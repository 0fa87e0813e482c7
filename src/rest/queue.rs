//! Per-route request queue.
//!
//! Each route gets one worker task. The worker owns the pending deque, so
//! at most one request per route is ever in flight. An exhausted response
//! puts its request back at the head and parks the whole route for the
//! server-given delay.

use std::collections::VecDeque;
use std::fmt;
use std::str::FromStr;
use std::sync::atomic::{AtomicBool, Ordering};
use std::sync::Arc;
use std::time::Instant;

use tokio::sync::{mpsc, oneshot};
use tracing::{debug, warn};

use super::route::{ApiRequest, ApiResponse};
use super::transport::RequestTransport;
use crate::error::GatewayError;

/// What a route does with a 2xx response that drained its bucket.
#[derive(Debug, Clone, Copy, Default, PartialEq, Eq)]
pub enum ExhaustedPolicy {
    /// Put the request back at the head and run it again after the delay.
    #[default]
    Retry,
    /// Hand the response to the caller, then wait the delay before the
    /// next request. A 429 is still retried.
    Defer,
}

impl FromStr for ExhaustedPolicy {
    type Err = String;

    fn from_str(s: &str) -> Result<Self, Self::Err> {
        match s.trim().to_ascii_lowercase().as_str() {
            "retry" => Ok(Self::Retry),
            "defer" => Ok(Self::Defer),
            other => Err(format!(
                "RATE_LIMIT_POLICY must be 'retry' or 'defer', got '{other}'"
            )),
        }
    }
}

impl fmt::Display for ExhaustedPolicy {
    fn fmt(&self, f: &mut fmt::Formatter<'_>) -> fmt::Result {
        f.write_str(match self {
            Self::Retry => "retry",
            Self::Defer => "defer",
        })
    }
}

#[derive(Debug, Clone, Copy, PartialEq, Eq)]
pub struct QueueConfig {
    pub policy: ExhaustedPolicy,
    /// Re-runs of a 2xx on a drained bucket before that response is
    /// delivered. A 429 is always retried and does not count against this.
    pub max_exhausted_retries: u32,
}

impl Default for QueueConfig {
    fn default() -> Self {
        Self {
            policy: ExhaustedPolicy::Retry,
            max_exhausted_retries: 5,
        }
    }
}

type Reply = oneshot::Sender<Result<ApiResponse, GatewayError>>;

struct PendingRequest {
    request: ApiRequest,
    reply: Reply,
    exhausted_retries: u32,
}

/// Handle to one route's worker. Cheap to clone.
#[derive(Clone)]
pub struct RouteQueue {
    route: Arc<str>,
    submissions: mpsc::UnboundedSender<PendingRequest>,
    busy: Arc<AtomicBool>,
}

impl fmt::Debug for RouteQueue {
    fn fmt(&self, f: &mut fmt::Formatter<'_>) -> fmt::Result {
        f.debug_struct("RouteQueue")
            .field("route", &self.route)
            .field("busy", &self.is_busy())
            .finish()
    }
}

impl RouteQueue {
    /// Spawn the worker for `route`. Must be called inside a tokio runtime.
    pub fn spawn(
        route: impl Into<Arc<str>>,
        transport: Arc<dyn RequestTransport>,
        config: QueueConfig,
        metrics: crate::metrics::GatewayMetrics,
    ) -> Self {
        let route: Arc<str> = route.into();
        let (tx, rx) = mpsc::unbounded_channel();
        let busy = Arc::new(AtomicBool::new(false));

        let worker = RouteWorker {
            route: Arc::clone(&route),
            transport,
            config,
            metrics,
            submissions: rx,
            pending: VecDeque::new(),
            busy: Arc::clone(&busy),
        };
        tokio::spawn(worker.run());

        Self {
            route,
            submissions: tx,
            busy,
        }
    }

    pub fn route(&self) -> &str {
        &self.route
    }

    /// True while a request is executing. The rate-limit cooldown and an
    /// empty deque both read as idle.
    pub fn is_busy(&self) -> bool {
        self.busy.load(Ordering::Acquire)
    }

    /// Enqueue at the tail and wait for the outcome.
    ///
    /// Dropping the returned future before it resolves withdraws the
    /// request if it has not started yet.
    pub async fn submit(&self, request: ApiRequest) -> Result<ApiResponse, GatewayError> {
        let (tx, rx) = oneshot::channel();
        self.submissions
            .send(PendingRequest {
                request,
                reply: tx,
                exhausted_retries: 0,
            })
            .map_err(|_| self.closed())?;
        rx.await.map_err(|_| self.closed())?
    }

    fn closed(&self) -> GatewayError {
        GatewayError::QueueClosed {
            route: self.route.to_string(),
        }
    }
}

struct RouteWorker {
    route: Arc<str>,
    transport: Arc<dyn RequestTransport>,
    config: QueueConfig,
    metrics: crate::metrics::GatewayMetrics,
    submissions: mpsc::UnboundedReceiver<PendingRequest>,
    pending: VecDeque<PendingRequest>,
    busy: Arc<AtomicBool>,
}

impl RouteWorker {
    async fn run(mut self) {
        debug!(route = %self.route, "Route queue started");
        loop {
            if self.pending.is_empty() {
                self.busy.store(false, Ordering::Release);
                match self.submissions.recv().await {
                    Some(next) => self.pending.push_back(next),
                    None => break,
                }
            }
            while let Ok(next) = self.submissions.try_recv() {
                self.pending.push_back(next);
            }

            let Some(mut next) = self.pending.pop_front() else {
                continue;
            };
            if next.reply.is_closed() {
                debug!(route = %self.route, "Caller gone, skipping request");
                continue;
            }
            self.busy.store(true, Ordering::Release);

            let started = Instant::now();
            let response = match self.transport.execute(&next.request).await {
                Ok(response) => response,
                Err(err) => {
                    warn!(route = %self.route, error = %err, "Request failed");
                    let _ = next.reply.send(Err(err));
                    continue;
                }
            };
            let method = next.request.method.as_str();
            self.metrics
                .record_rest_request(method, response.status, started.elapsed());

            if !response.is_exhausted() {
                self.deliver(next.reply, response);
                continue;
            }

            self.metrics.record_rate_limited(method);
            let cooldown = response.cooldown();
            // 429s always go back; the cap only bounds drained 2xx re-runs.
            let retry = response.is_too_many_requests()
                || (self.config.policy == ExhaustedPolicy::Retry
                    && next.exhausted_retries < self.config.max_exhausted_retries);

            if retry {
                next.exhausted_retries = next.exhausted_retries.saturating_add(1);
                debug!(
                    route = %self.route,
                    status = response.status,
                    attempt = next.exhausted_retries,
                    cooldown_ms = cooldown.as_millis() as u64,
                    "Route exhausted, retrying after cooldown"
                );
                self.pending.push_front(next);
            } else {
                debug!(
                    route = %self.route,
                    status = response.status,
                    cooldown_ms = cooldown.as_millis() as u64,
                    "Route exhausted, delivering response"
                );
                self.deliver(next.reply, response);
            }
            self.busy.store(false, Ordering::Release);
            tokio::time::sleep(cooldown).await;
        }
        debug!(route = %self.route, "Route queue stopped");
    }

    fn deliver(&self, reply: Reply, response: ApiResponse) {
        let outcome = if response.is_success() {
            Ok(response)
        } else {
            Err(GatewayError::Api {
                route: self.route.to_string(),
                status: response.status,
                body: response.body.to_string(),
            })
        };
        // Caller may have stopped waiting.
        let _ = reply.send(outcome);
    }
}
---+---
#### Problem statement:
Copy out all the lines of the records that include "match".

#### Exercise result:
        match s.trim().to_ascii_lowercase().as_str() {
        f.write_str(match self {
                match self.submissions.recv().await {
            let response = match self.transport.execute(&next.request).await {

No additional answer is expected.